###############################################################################
# WaterTAP Copyright (c) 2021, The Regents of the University of California,
# through Lawrence Berkeley National Laboratory, Oak Ridge National
# Laboratory, National Renewable Energy Laboratory, and National Energy
# Technology Laboratory (subject to receipt of any required approvals from
# the U.S. Dept. of Energy). All rights reserved.
#
# Please see the files COPYRIGHT.md and LICENSE.md for full copyright and license
# information, respectively. These files are also available online at the URL
# "https://github.com/watertap-org/watertap/"
#
###############################################################################
import os
from pyomo.environ import (
ConcreteModel,
Block,
Expression,
Objective,
value,
TransformationFactory,
units as pyunits,
assert_optimal_termination,
)
from pyomo.network import Arc, SequentialDecomposition
from pyomo.util.check_units import assert_units_consistent
from idaes.core import FlowsheetBlock
from idaes.core.solvers import get_solver
from idaes.core.util.initialization import propagate_state
import idaes.core.util.scaling as iscale
from idaes.models.unit_models import (
Mixer,
Separator,
Product,
Feed,
Translator,
MomentumMixingType,
)
from idaes.core import UnitModelCostingBlock
from watertap.unit_models.pressure_exchanger import PressureExchanger
from watertap.unit_models.pressure_changer import Pump, EnergyRecoveryDevice
from watertap.core.util.initialization import assert_degrees_of_freedom
import watertap.property_models.seawater_prop_pack as prop_SW
from watertap.unit_models.reverse_osmosis_0D import (
ReverseOsmosis0D,
ConcentrationPolarizationType,
MassTransferCoefficient,
PressureChangeType,
)
from watertap.core.wt_database import Database
import watertap.core.zero_order_properties as prop_ZO
from watertap.unit_models.zero_order import (
FeedZO,
PumpElectricityZO,
NanofiltrationZO,
SecondaryTreatmentWWTPZO,
)
from watertap.core.zero_order_costing import ZeroOrderCosting
from watertap.costing import WaterTAPCosting
def main():
m = build()
set_operating_conditions(m)
assert_degrees_of_freedom(m, 0)
assert_units_consistent(m)
initialize_system(m)
assert_degrees_of_freedom(m, 0)
results = solve(m)
add_costing(m)
initialize_costing(m)
assert_degrees_of_freedom(m, 0) # ensures problem is square
optimize_operation(m) # unfixes specific variables for cost optimization
solve(m)
display_results(m)
display_costing(m)
return m, results
def build():
# flowsheet set up
m = ConcreteModel()
m.db = Database()
m.fs = FlowsheetBlock(dynamic=False)
# define property packages
m.fs.prop_nf = prop_ZO.WaterParameterBlock(solute_list=["dye", "tds"])

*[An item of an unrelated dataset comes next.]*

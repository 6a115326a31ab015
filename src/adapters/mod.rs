//! Backend adapters implementing the domain ports.

pub mod memory;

m.fs.prop_ro = prop_SW.SeawaterParameterBlock()
# define blocks
prtrt = m.fs.pretreatment = Block()
dye_sep = m.fs.dye_separation = Block()
desal = m.fs.desalination = Block()
# define flowsheet inlets and outlets
m.fs.feed = FeedZO(property_package=m.fs.prop_nf)
m.fs.wwt_retentate = Product(property_package=m.fs.prop_nf)

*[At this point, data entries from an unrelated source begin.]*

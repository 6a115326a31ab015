//! In-process lock store.
//!
//! All operations run under one mutex, which makes each compare-and-*
//! operation atomic with respect to every other caller sharing the store.
//! Expired records are treated as absent and dropped lazily.

use async_trait::async_trait;
use std::collections::HashMap;
use std::sync::atomic::{AtomicBool, Ordering};
use std::time::Duration;
use tokio::sync::Mutex;
use tokio::time::Instant;

use crate::domain::errors::{StoreError, StoreResult};
use crate::domain::models::deadline_after;
use crate::domain::ports::LockStore;

#[derive(Debug, Clone)]
struct LockRecord {
    value: String,
    expires_at: Instant,
}

impl LockRecord {
    fn is_live(&self, now: Instant) -> bool {
        now < self.expires_at
    }
}

/// Lock store shared by every lock handle in the process.
///
/// Useful for tests, single-node deployments and as the reference for
/// networked implementations. `set_available(false)` simulates an outage:
/// every call fails with [`StoreError::Unavailable`] until restored.
#[derive(Debug)]
pub struct InMemoryLockStore {
    records: Mutex<HashMap<String, LockRecord>>,
    available: AtomicBool,
}

impl Default for InMemoryLockStore {
    fn default() -> Self {
        Self::new()
    }
}

impl InMemoryLockStore {
    pub fn new() -> Self {
        Self {
            records: Mutex::new(HashMap::new()),
            available: AtomicBool::new(true),
        }
    }

    /// Toggle simulated connectivity.
    pub fn set_available(&self, available: bool) {
        self.available.store(available, Ordering::Release);
    }

    /// Drop `key` regardless of its owner, as a backend eviction would.
    pub async fn evict(&self, key: &str) -> bool {
        self.records.lock().await.remove(key).is_some()
    }

    /// Remaining time-to-live of `key`.
    pub async fn ttl(&self, key: &str) -> Option<Duration> {
        let now = Instant::now();
        let records = self.records.lock().await;
        records
            .get(key)
            .filter(|r| r.is_live(now))
            .map(|r| r.expires_at - now)
    }

    fn check_available(&self) -> StoreResult<()> {
        if self.available.load(Ordering::Acquire) {
            Ok(())
        } else {
            Err(StoreError::Unavailable("in-memory lock store offline".to_string()))
        }
    }
}

#[async_trait]
impl LockStore for InMemoryLockStore {
    async fn set_if_absent(&self, key: &str, value: &str, ttl: Duration) -> StoreResult<bool> {
        self.check_available()?;
        let now = Instant::now();
        let mut records = self.records.lock().await;

        if records.get(key).is_some_and(|r| r.is_live(now)) {
            return Ok(false);
        }

        records.insert(
            key.to_string(),
            LockRecord {
                value: value.to_string(),
                expires_at: deadline_after(now, ttl),
            },
        );
        Ok(true)
    }

    async fn compare_and_delete(&self, key: &str, expected: &str) -> StoreResult<bool> {
        self.check_available()?;
        let now = Instant::now();
        let mut records = self.records.lock().await;

        match records.get(key) {
            Some(record) if record.is_live(now) && record.value == expected => {
                records.remove(key);
                Ok(true)
            }
            Some(record) if !record.is_live(now) => {
                records.remove(key);
                Ok(false)
            }
            _ => Ok(false),
        }
    }

    async fn compare_and_extend(
        &self,
        key: &str,
        expected: &str,
        ttl: Duration,
    ) -> StoreResult<bool> {
        self.check_available()?;
        let now = Instant::now();
        let mut records = self.records.lock().await;

        match records.get_mut(key) {
            Some(record) if record.is_live(now) && record.value == expected => {
                record.expires_at = deadline_after(now, ttl);
                Ok(true)
            }
            _ => Ok(false),
        }
    }

    async fn get(&self, key: &str) -> StoreResult<Option<String>> {
        self.check_available()?;
        let now = Instant::now();
        let records = self.records.lock().await;
        Ok(records
            .get(key)
            .filter(|r| r.is_live(now))
            .map(|r| r.value.clone()))
    }
}

#[cfg(test)]
mod tests {
    use super::*;

    #[tokio::test]
    async fn test_set_if_absent_is_exclusive() {
        let store = InMemoryLockStore::new();
        let ttl = Duration::from_secs(10);

        assert!(store.set_if_absent("lock:job", "a", ttl).await.unwrap());
        assert!(!store.set_if_absent("lock:job", "b", ttl).await.unwrap());
        assert_eq!(store.get("lock:job").await.unwrap().as_deref(), Some("a"));
    }

    #[tokio::test]
    async fn test_compare_and_delete_requires_matching_value() {
        let store = InMemoryLockStore::new();
        store
            .set_if_absent("lock:job", "a", Duration::from_secs(10))
            .await
            .unwrap();

        assert!(!store.compare_and_delete("lock:job", "b").await.unwrap());
        assert_eq!(store.get("lock:job").await.unwrap().as_deref(), Some("a"));

        assert!(store.compare_and_delete("lock:job", "a").await.unwrap());
        assert!(store.get("lock:job").await.unwrap().is_none());
    }

    #[tokio::test(start_paused = true)]
    async fn test_expired_record_is_absent() {
        let store = InMemoryLockStore::new();
        store
            .set_if_absent("lock:job", "a", Duration::from_secs(1))
            .await
            .unwrap();

        tokio::time::advance(Duration::from_secs(2)).await;

        assert!(store.get("lock:job").await.unwrap().is_none());
        assert!(!store
            .compare_and_extend("lock:job", "a", Duration::from_secs(5))
            .await
            .unwrap());
        assert!(store
            .set_if_absent("lock:job", "b", Duration::from_secs(1))
            .await
            .unwrap());
    }

    #[tokio::test(start_paused = true)]
    async fn test_compare_and_extend_resets_expiry() {
        let store = InMemoryLockStore::new();
        store
            .set_if_absent("lock:job", "a", Duration::from_secs(2))
            .await
            .unwrap();

        tokio::time::advance(Duration::from_secs(1)).await;
        assert!(store
            .compare_and_extend("lock:job", "a", Duration::from_secs(10))
            .await
            .unwrap());

        let remaining = store.ttl("lock:job").await.unwrap();
        assert!(remaining > Duration::from_secs(9));
    }

    #[tokio::test(start_paused = true)]
    async fn test_huge_ttl_does_not_overflow() {
        let store = InMemoryLockStore::new();
        assert!(store
            .set_if_absent("lock:job", "a", Duration::MAX)
            .await
            .unwrap());
        assert!(store
            .compare_and_extend("lock:job", "a", Duration::MAX)
            .await
            .unwrap());
        assert_eq!(store.ttl("lock:job").await, Some(crate::domain::models::MAX_TTL));
    }

    #[tokio::test]
    async fn test_unavailable_store_errors() {
        let store = InMemoryLockStore::new();
        store.set_available(false);

        let result = store.set_if_absent("lock:job", "a", Duration::from_secs(1)).await;
        assert!(matches!(result, Err(StoreError::Unavailable(_))));

        store.set_available(true);
        assert!(store
            .set_if_absent("lock:job", "a", Duration::from_secs(1))
            .await
            .unwrap());
    }
}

m.fs.dye_retentate = Product(property_package=m.fs.prop_nf)
m.fs.permeate = Product(property_package=m.fs.prop_ro)
m.fs.brine = Product(property_package=m.fs.prop_ro)
# pretreatment
prtrt.wwtp = SecondaryTreatmentWWTPZO(
property_package=m.fs.prop_nf, database=m.db, process_subtype="default"
)
# nanofiltration components
dye_sep.P1 = PumpElectricityZO(
property_package=m.fs.prop_nf, database=m.db, process_subtype="default"
)
dye_sep.nanofiltration = NanofiltrationZO(
property_package=m.fs.prop_nf,
database=m.db,
process_subtype="rHGO_dye_rejection",
)
# reverse osmosis components
desal.P2 = Pump(property_package=m.fs.prop_ro)

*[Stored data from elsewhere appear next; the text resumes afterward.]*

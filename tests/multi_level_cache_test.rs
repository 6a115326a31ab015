//! Integration tests for the multi-level cache.

mod common;

use std::sync::Arc;
use std::time::Duration;

use opsguard::{CacheLevel, SharedCache};
use serde_json::json;

#[tokio::test]
async fn test_eviction_and_promotion_scenario() {
    common::setup_test_logging();
    let (cache, _shared) = common::cache_with(2);

    cache.set("a", json!("A"), None, "sla").await.unwrap();
    cache.set("b", json!("B"), None, "sla").await.unwrap();
    cache.set("c", json!("C"), None, "sla").await.unwrap();

    assert_eq!(cache.l1_len().await, 2);
    assert_eq!(cache.get_stats().await.evictions, 1);

    // b and c still local
    assert_eq!(cache.get_with_level("b", "sla").await.1, CacheLevel::L1);
    assert_eq!(cache.get_with_level("c", "sla").await.1, CacheLevel::L1);

    // a comes back from tier 2 and evicts b, the least recently used
    assert_eq!(
        cache.get_with_level("a", "sla").await,
        (Some(json!("A")), CacheLevel::L2)
    );
    assert_eq!(cache.get_with_level("c", "sla").await.1, CacheLevel::L1);
    assert_eq!(cache.get_with_level("a", "sla").await.1, CacheLevel::L1);
    assert_eq!(cache.get_with_level("b", "sla").await.1, CacheLevel::L2);
}

#[tokio::test(start_paused = true)]
async fn test_expired_l1_entry_not_returned() {
    let (cache, shared) = common::cache_with(10);
    cache
        .set("burn-rate", json!(0.4), Some(Duration::from_secs(5)), "slo")
        .await
        .unwrap();
    // Tier 2 loses the entry independently
    shared.delete("burn-rate", "slo").await.unwrap();

    tokio::time::advance(Duration::from_secs(6)).await;

    assert_eq!(
        cache.get_with_level("burn-rate", "slo").await,
        (None, CacheLevel::Miss)
    );
    assert_eq!(cache.l1_len().await, 0);
}

#[tokio::test]
async fn test_flush_all_then_get_misses() {
    let (cache, _shared) = common::cache_with(10);
    for key in ["x", "y", "z"] {
        cache.set(key, json!(key), None, "cve").await.unwrap();
    }

    cache.flush_all().await.unwrap();
    for key in ["x", "y", "z"] {
        assert_eq!(cache.get(key, "cve").await, None);
    }
    assert_eq!(cache.get_stats().await.misses, 3);
}

#[tokio::test]
async fn test_namespace_invalidation_reaches_other_instances() {
    let (writer, shared) = common::cache_with(10);
    let reader = common::cache_on(&shared, 10);

    writer.set("p1", json!(1), None, "toil").await.unwrap();
    writer.set("p2", json!(2), None, "toil").await.unwrap();
    writer.set("p1", json!(9), None, "cost").await.unwrap();

    assert_eq!(reader.get_with_level("p1", "toil").await.1, CacheLevel::L2);

    // Writer clears its own tier 1 plus tier 2
    assert_eq!(writer.invalidate_namespace("toil").await.unwrap(), 4);
    assert_eq!(writer.get("p2", "toil").await, None);
    assert_eq!(reader.get("p2", "toil").await, None);
    assert_eq!(reader.get("p1", "cost").await, Some(json!(9)));
}

#[tokio::test]
async fn test_warmup_then_l1_hits() {
    let shared = Arc::new(opsguard::MokaSharedCache::new());
    for n in 0..5 {
        shared
            .set(&format!("inc-{n}"), json!(n), None, "incidents")
            .await
            .unwrap();
    }

    let cache = common::cache_on(&shared, 3);
    let keys: Vec<(String, &str)> = (0..5).map(|n| (format!("inc-{n}"), "incidents")).collect();

    assert_eq!(cache.warmup(&keys).await, 5);
    assert_eq!(cache.l1_len().await, 3);
    assert_eq!(cache.get_with_level("inc-4", "incidents").await.1, CacheLevel::L1);
    assert_eq!(cache.get_with_level("inc-0", "incidents").await.1, CacheLevel::L2);
}

#[tokio::test]
async fn test_shared_outage_degrades_reads() {
    let (cache, shared) = common::cache_with(10);
    cache.set("hot", json!("local"), None, "dash").await.unwrap();

    shared.set_available(false);

    assert_eq!(cache.get("hot", "dash").await, Some(json!("local")));
    assert_eq!(cache.get("cold", "dash").await, None);
    assert!(cache.invalidate_namespace("dash").await.is_err());
    // Tier 1 was still cleared
    assert_eq!(cache.l1_len().await, 0);
}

desal.RO = ReverseOsmosis0D(
property_package=m.fs.prop_ro,
has_pressure_change=True,
pressure_change_type=PressureChangeType.calculated,
mass_transfer_coefficient=MassTransferCoefficient.calculated,
concentration_polarization_type=ConcentrationPolarizationType.calculated,
)
desal.RO.width.setub(2000)
desal.RO.area.setub(20000)
desal.S1 = Separator(property_package=m.fs.prop_ro, outlet_list=["P2", "PXR"])
desal.M1 = Mixer(
property_package=m.fs.prop_ro,
momentum_mixing_type=MomentumMixingType.equality,
inlet_list=["P2", "P3"],
)
desal.PXR = PressureExchanger(property_package=m.fs.prop_ro)
desal.P3 = Pump(property_package=m.fs.prop_ro)
# translator blocks
m.fs.tb_nf_ro = Translator(
inlet_property_package=m.fs.prop_nf, outlet_property_package=m.fs.prop_ro
)
# since the dye << tds: Assume RO_TDS = NF_tds + NF_dye
@m.fs.tb_nf_ro.Constraint(["H2O", "dye"])
def eq_flow_mass_comp(blk, j):
if j == "dye":
return (
blk.properties_in[0].flow_mass_comp["dye"]
+ blk.properties_in[0].flow_mass_comp["tds"]
== blk.properties_out[0].flow_mass_phase_comp["Liq", "TDS"]
)
else:
return (
blk.properties_in[0].flow_mass_comp["H2O"]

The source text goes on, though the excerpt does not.